impl Client {
    /// Constructs a new `Client` with the default configuration.
    ///
    /// # Panics
    ///
    /// This method panics if the TLS backend cannot be initialized. Use
    /// `Client::builder()` if you wish to handle the failure as an
    /// `Error` instead of panicking.
    pub fn new() -> Client {
        ClientBuilder::new().build().expect("Client::new()")
    }

    /// Creates a `ClientBuilder` to configure a `Client`.
    ///
    /// This is the same as `ClientBuilder::new()`.
    pub fn builder() -> ClientBuilder {
        ClientBuilder::new()
    }

    /// Starts a `GET` request to a URL; change the method and options on
    /// the returned builder.
    ///
    /// # Errors
    ///
    /// The builder carries the error if `url` fails to parse; it
    /// surfaces when the request is sent.
    pub fn fetch<U: IntoUrl>(&self, url: U) -> RequestBuilder {
        let req = url.into_url().map(|url| Request::new(Method::GET, url));
        RequestBuilder::new(self.clone(), req)
    }

    /// Starts a request with an explicit method.
    pub fn request<U: IntoUrl>(&self, method: Method, url: U) -> RequestBuilder {
        let req = url.into_url().map(|url| Request::new(method, url));
        RequestBuilder::new(self.clone(), req)
    }

    /// Executes a `Request`, driving protocol negotiation, connection
    /// reuse and the redirect rules.
    ///
    /// # Errors
    ///
    /// This method fails if there was an error while sending the request,
    /// a redirect was disallowed, or the redirect limit was exhausted.
    pub async fn execute(&self, request: Request) -> crate::Result<Response> {
        self.execute_request(request).await
    }

    /// Closes every pooled connection and cached session and clears the
    /// ALPN cache. In-flight requests fail with an abort error; the next
    /// request re-establishes connections. Safe to call repeatedly.
    pub async fn reset(&self) {
        let old = {
            let mut shutdown = self.inner.shutdown.lock().expect("shutdown token poisoned");
            std::mem::replace(&mut *shutdown, CancellationToken::new())
        };
        old.cancel();

        self.inner.h1.reset();
        self.inner.h2.reset().await;
        self.inner.alpn.clear();
    }

    fn shutdown_token(&self) -> CancellationToken {
        self.inner
            .shutdown
            .lock()
            .expect("shutdown token poisoned")
            .clone()
    }

    fn accepts_for(&self, compress: bool) -> Accepts {
        if compress {
            self.inner.accepts
        } else {
            Accepts::none()
        }
    }

    async fn execute_request(&self, req: Request) -> crate::Result<Response> {
        let (method, mut url, mut headers, body, redirect_mode, follow, compress, signal) =
            req.pieces();

        if !matches!(url.scheme(), "http" | "https" | "http2") {
            return Err(Error::url_bad_scheme(url));
        }

        let mut method = normalize_method(method)?;
        let signal = signal.unwrap_or_default();
        let shutdown = self.shutdown_token();

        // Buffered bodies are remembered for replay across redirect hops;
        // a streaming body is marked non-replayable instead.
        let (mut reusable, mut first_body) = match body {
            Some(body) => {
                let (reusable, body) = body.try_reuse();
                (Some(reusable), Some(body))
            }
            None => (None, None),
        };

        let mut redirects: u32 = 0;

        loop {
            if signal.is_cancelled() || shutdown.is_cancelled() {
                return Err(Error::abort().with_url(url));
            }

            let send_body = match first_body.take() {
                Some(body) => body,
                None => match &reusable {
                    Some(Some(bytes)) => Body::reusable(bytes.clone()),
                    _ => Body::empty(),
                },
            };

            let res = match self
                .dispatch(&method, &url, &mut headers, send_body, compress, &signal, &shutdown)
                .await
            {
                Ok(res) => res,
                Err(err) => return Err(err.with_url(url)),
            };

            let status = res.status();
            if redirect::is_redirect(status) {
                match redirect_mode {
                    RedirectMode::Error => {
                        return Err(Error::redirect(redirect::NoRedirect, url));
                    }
                    RedirectMode::Manual => {
                        let (mut parts, body) = res.into_parts();
                        redirect::absolutize_location(&url, &mut parts.headers);
                        let res = http::Response::from_parts(parts, body);
                        return Ok(Response::new(res, url, self.accepts_for(compress)));
                    }
                    RedirectMode::Follow => {
                        if let Some(loc) = redirect::location(&url, res.headers()) {
                            if redirects >= follow {
                                return Err(Error::redirect(redirect::TooManyRedirects, url));
                            }
                            // A consumed stream cannot be replayed; only a
                            // 303 (which drops the body) may proceed.
                            if status != http::StatusCode::SEE_OTHER
                                && matches!(reusable, Some(None))
                            {
                                return Err(Error::redirect(redirect::UnsupportedRedirect, url));
                            }
                            if !matches!(loc.scheme(), "http" | "https" | "http2") {
                                return Err(Error::url_bad_scheme(loc));
                            }

                            if redirect::step(status, &method) == redirect::Step::RewriteToGet {
                                method = Method::GET;
                                reusable = None;
                                redirect::remove_body_headers(&mut headers);
                            }

                            debug!("redirecting '{url}' to '{loc}'");
                            redirect::remove_sensitive_headers(&mut headers, &loc, &url);
                            // The host header is re-derived for the target.
                            headers.remove(HOST);
                            redirects += 1;
                            url = loc;
                            drain_body(res).await;
                            continue;
                        }
                        // No usable location: hand the 3xx back as-is.
                    }
                }
            }

            return Ok(Response::new(res, url, self.accepts_for(compress)));
        }
    }

    /// Normalizes the request and routes it to the transport selected by
    /// the ALPN cache, negotiating (and handing the fresh socket off)
    /// on a cache miss.
    async fn dispatch(
        &self,
        method: &Method,
        url: &Url,
        headers: &mut HeaderMap,
        body: Body,
        compress: bool,
        signal: &CancellationToken,
        shutdown: &CancellationToken,
    ) -> crate::Result<http::Response<ResponseBody>> {
        // The h2c scheme variant is cleartext http with prior-knowledge
        // HTTP/2.
        let seed_origin = Origin::from_url(url)?;
        let (target, proto_hint) = if url.scheme() == "http2" {
            (rewrite_h2c(url)?, Some(AlpnProtocol::H2c))
        } else {
            (url.clone(), None)
        };
        let origin = Origin::from_url(&target)?;

        if !headers.contains_key(HOST) {
            if let Some(host) = host_header(&target) {
                headers.insert(HOST, host);
            }
        }
        if let Some(agent) = &self.inner.user_agent {
            if self.inner.overwrite_user_agent || !headers.contains_key(USER_AGENT) {
                headers.insert(USER_AGENT, agent.clone());
            }
        }
        if body.is_text() && !headers.contains_key(CONTENT_TYPE) {
            headers.insert(
                CONTENT_TYPE,
                HeaderValue::from_static("text/plain;charset=UTF-8"),
            );
        }
        if compress && !headers.contains_key(ACCEPT_ENCODING) {
            if let Some(encodings) = self.inner.accepts.as_str() {
                headers.insert(ACCEPT_ENCODING, HeaderValue::from_static(encodings));
            }
        }
        if !headers.contains_key(CONTENT_LENGTH) {
            if let Some(len) = body.content_length().filter(|len| *len > 0) {
                headers.insert(CONTENT_LENGTH, HeaderValue::from(len));
            }
        }

        let (protocol, handoff) = match target.scheme() {
            "http" => {
                let protocol = proto_hint.unwrap_or(AlpnProtocol::Http11);
                if self.inner.alpn.get(&seed_origin).is_none() {
                    self.inner.alpn.set(seed_origin.clone(), protocol);
                }
                (protocol, None)
            }
            "https" => match self.inner.alpn.get(&origin) {
                Some(protocol) => (protocol, None),
                None => {
                    // Serialize the probing handshake per origin and
                    // re-check the cache once the lock is held, so a herd
                    // of first requests costs one handshake.
                    let lock = self.inner.connector.origin_lock(&origin);
                    let _guard = lock.lock().await;
                    match self.inner.alpn.get(&origin) {
                        Some(protocol) => (protocol, None),
                        None => {
                            let (io, protocol) = self
                                .inner
                                .connector
                                .connect_negotiate(&origin, signal)
                                .await?;
                            self.inner.alpn.set(origin.clone(), protocol);
                            (protocol, Some(io))
                        }
                    }
                }
            },
            _ => return Err(Error::url_bad_scheme(target)),
        };

        trace!("dispatching {method} {target} over {protocol}");

        match protocol {
            AlpnProtocol::H2 | AlpnProtocol::H2c => {
                let retry_body = body.try_clone();
                let first = self
                    .inner
                    .h2
                    .request(
                        &origin,
                        &target,
                        method.clone(),
                        headers,
                        body,
                        handoff,
                        signal,
                        shutdown,
                    )
                    .await;
                match first {
                    // The peer shut the session down gracefully under us;
                    // one retry on a fresh session is safe for replayable
                    // bodies.
                    Err(err) if is_retryable_error(&err) => match retry_body {
                        Some(body) => {
                            debug!("retrying {method} {target} after graceful goaway");
                            self.inner
                                .h2
                                .request(
                                    &origin,
                                    &target,
                                    method.clone(),
                                    headers,
                                    body,
                                    None,
                                    signal,
                                    shutdown,
                                )
                                .await
                        }
                        None => Err(err),
                    },
                    other => other,
                }
            }
            AlpnProtocol::Http11 | AlpnProtocol::Http10 => {
                let req = h1_request(&target, method, headers, body, protocol)?;
                self.inner
                    .h1
                    .request(&origin, req, handoff, signal, shutdown)
                    .await
            }
        }
    }
}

:::

### EXERCISE AIM:
Please transcribe the records exactly from their first line through the line holding "failure as an", and leave out all others.

### SOLUTION FOR THIS PROBLEM:
impl Client {
    /// Constructs a new `Client` with the default configuration.
    ///
    /// # Panics
    ///
    /// This method panics if the TLS backend cannot be initialized. Use
    /// `Client::builder()` if you wish to handle the failure as an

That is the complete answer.